Here is a transcript of today’s episode:
Speaker 1: Hey everybody, welcome in to this edition of Retirement Planning Redefined with John and Nick from PFG Private Wealth. And boy, guys, welcome into yet another week of bizarro world. What’s going on? How are you?
Mark: Hey everybody, welcome into this week’s edition of Retirement Planning Redefined with John and Nick of PFG Private Wealth. Here today again to talk some more about the, well the coronavirus, like we can’t not talk about it. It’s the only thing going on in the world it seems like. And we’re going to talk about retirement planning for this volatile market.
Mark: So guys, welcome in. How are you this week? I’ll start with Nick. How’s it going bud?
Nick: Oh pretty good. Just trying to be a voice of reason for people during this crazy time.
Mark: Are you doing your part, staying safe, staying home, all that good stuff?
Nick: Yep, I [crosstalk 00:00:32].
John: So let me jump in here. Nick’s been doing his social distancing for the last three years so he’s pretty good.
Mark: Good stuff. How about you John?
Nick: For at least three weeks, at least three weeks.
Mark: At least three weeks? Yeah.
Mark: How you doing John?
John: I’m good, I’m good. I’m more upbeat today. I feel rejuvenated. I’m ready to roll.
Mark: Well that’s good. And that’s tough, that’s a challenge we’re all going to face because a lot of us have been doing this for about three weeks already and we’re looking at another month going through April at the time we’re taping this. We’ve still got a few weeks to go, so we’ll see how it plays out. But there’s news every day, it’s changing all the time. So we’ll see how this plays out. But we thought it’d be worthwhile to at least go through some conversation about retirement planning through or during this volatile market. So let’s just kind of jump in and talk about the overall importance of a strategy. Nick, I mean we talked about it long before this downturn happened and more than ever I think that it benefits to work with an advisor because it’s a little bit easier some would say when markets are up and things are good and everything’s going swimmingly well, than it is during downturns. And if you don’t have that roadmap, it certainly can make things more cloudy.
Nick: Yeah, it’s been interesting. John and I both started in the industry in about ’06, ’07, so right at the kind of onset of the recession. And after we kind of got through that period of time, people were still afraid of it and what happened in that period of time for three, four, five, six, seven years. And since the markets have been going up for so long, planning has become more prevalent and people have understood that it’s an important thing to do. It seems like some have done it almost because, okay, well this is what we’re supposed to do, so we’re going to do it.
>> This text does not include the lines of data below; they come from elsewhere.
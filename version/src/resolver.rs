//! Version resolver.

use branchline_catalog::Catalog;
use branchline_core::{ResolvedVersion, SessionOptions, VersionReference};

use crate::error::{VersionError, VersionResult};

/// Resolves session version references against a catalog.
pub struct VersionResolver<'c> {
    catalog: &'c dyn Catalog,
}

impl<'c> VersionResolver<'c> {
    /// Create a resolver over a catalog.
    pub fn new(catalog: &'c dyn Catalog) -> Self {
        Self { catalog }
    }

    /// Resolve `reference` for `source`.
    ///
    /// Returns `None` when the source does not store versioned tables; the
    /// reference is then irrelevant. `Unspecified` resolves to the source's
    /// default branch.
    pub fn resolve(
        &self,
        source: &str,
        reference: &VersionReference,
    ) -> VersionResult<Option<ResolvedVersion>> {
        if !self.catalog.supports_versioned_tables(source) {
            log::debug!("Source {} is not versioned; skipping resolution", source);
            return Ok(None);
        }
        let resolved = self.catalog.resolve_version(source, reference)?;
        log::debug!("Session {} in {} resolved to {}", reference, source, resolved);
        Ok(Some(resolved))
    }

    /// Resolve the reference the session holds for `source`.
    pub fn resolve_for_session(
        &self,
        session: &SessionOptions,
        source: &str,
    ) -> VersionResult<Option<ResolvedVersion>> {
        self.resolve(source, &session.version_for_source(source))
    }

    /// Reject resolved versions that are not branches.
    ///
    /// Only call this ahead of a mutation; reads may target tags and commits.
    pub fn require_branch(resolved: Option<&ResolvedVersion>, path: &str) -> VersionResult<()> {
        match resolved {
            None => Ok(()),
            Some(version) if version.is_branch() => Ok(()),
            Some(version) => Err(VersionError::not_mutable(
                path,
                version.kind(),
                version.name().unwrap_or(version.commit_hash()),
            )),
        }
    }
}
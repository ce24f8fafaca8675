//! Mutation options.

use branchline_core::ResolvedVersion;

/// Options passed opaquely to a catalog mutation call. Immutable once built.
#[derive(Debug, Clone, PartialEq, Eq, Default)]
pub struct MutationOptions {
    resolved_version: Option<ResolvedVersion>,
}

impl MutationOptions {
    pub fn builder() -> MutationOptionsBuilder {
        MutationOptionsBuilder::default()
    }

    /// The version the mutation targets; `None` for unversioned sources.
    pub fn resolved_version(&self) -> Option<&ResolvedVersion> {
        self.resolved_version.as_ref()
    }
}

/// Builder for `MutationOptions`.
#[derive(Debug, Default)]
pub struct MutationOptionsBuilder {
    resolved_version: Option<ResolvedVersion>,
}

impl MutationOptionsBuilder {
    pub fn resolved_version(mut self, version: Option<ResolvedVersion>) -> Self {
        self.resolved_version = version;
        self
    }

    pub fn build(self) -> MutationOptions {
        MutationOptions {
            resolved_version: self.resolved_version,
        }
    }
}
Nick: And now the feedback that we’ve gotten from clients is that it’s really kind of clicked to them how important the planning is and how much peace of mind kind of re reviewing it and understanding parts that maybe they didn’t quite get when we first set up the plan or in the first couple of reviews, realizing the importance of the plan as we move through times like this after having kind of a smooth sailing decade really. So we can’t emphasize enough the importance of clarity and even just helping to avoid rash and unsmart decisions we can kind of put it that way. So the confidence level that we’ve seen for people that have a plan versus those that don’t, from the standpoint of we’ve been introduced to new clients and we’ve gotten referrals kind of through this period of time and it’s definitely a drastic difference.
Mark: Yeah, definitely.
Mark: Well John, let’s talk about some of the things that the plan determines. Let’s go through a few things to consider in there.
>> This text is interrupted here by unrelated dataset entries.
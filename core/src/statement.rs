//! Typed statement AST.
//!
//! The SQL parser is external; it hands the pipeline one of these nodes
//! with identifiers already split into paths.

use crate::CatalogPath;
use std::fmt;

/// Identifies a statement kind and the handler that implements it.
#[derive(Debug, Clone, Copy, PartialEq, Eq, Hash, PartialOrd, Ord)]
pub enum StatementKind {
    DropColumn,
    ShowBranches,
}

impl StatementKind {
    /// Fixed qualified name a handler registers under.
    pub fn qualified_name(&self) -> &'static str {
        match self {
            StatementKind::DropColumn => "branchline.handlers.drop_column",
            StatementKind::ShowBranches => "branchline.handlers.show_branches",
        }
    }

    /// Human-readable label used in messages.
    pub fn label(&self) -> &'static str {
        match self {
            StatementKind::DropColumn => "ALTER TABLE DROP COLUMN",
            StatementKind::ShowBranches => "SHOW BRANCHES",
        }
    }
}

impl fmt::Display for StatementKind {
    fn fmt(&self, f: &mut fmt::Formatter<'_>) -> fmt::Result {
        f.write_str(self.label())
    }
}

/// `ALTER TABLE <table> DROP COLUMN <column>`
#[derive(Debug, Clone, PartialEq, Eq)]
pub struct DropColumnStmt {
    pub table: CatalogPath,
    pub column: String,
}

/// `SHOW BRANCHES [IN <source>]`
#[derive(Debug, Clone, PartialEq, Eq)]
pub struct ShowBranchesStmt {
    pub source: Option<String>,
}

/// A parsed statement.
#[derive(Debug, Clone, PartialEq, Eq)]
pub enum Statement {
    DropColumn(DropColumnStmt),
    ShowBranches(ShowBranchesStmt),
}

impl Statement {
    pub fn drop_column(table: CatalogPath, column: impl Into<String>) -> Self {
        Statement::DropColumn(DropColumnStmt {
            table,
            column: column.into(),
        })
    }

    pub fn show_branches(source: Option<String>) -> Self {
        Statement::ShowBranches(ShowBranchesStmt { source })
    }

    /// The kind used to dispatch this statement.
    pub fn kind(&self) -> StatementKind {
        match self {
            Statement::DropColumn(_) => StatementKind::DropColumn,
            Statement::ShowBranches(_) => StatementKind::ShowBranches,
        }
    }
}

impl fmt::Display for Statement {
    fn fmt(&self, f: &mut fmt::Formatter<'_>) -> fmt::Result {
        match self {
            Statement::DropColumn(stmt) => {
                write!(f, "ALTER TABLE {} DROP COLUMN {}", stmt.table, stmt.column)
            }
            Statement::ShowBranches(stmt) => match &stmt.source {
                Some(source) => write!(f, "SHOW BRANCHES IN {}", source),
                None => write!(f, "SHOW BRANCHES"),
            },
        }
    }
}
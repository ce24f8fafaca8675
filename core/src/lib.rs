//! Branchline Core Types
//!
//! This crate provides the foundational types shared by every stage of the
//! DDL pipeline:
//! - Catalog paths (CatalogPath)
//! - Version references and resolved version handles
//! - Table schemas, fields and table provenance (TableKind)
//! - Command results returned to the surrounding system
//! - The typed statement AST produced by the parser
//! - Session options (per-source version references)

pub mod messages;
mod path;
mod result;
mod schema;
mod session;
mod statement;
mod version;

pub use path::*;
pub use result::*;
pub use schema::*;
pub use session::*;
pub use statement::*;
pub use version::*;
John: Yeah. We like to say the plan determines what type of investments you should be going into and what strategy within those investments. And that’s where Nick and I really try to focus on, “Hey, let’s get an understanding of what your needs and goals are. What are you trying to accomplish?” And once we determine that, secondary always comes the investments and one of the things that with the investments go, we try to curtail or develop a comprehensive strategy for each individual person because everyone’s different, everyone’s risk tolerance is different. But the plan really dictates how much risk you should be taking.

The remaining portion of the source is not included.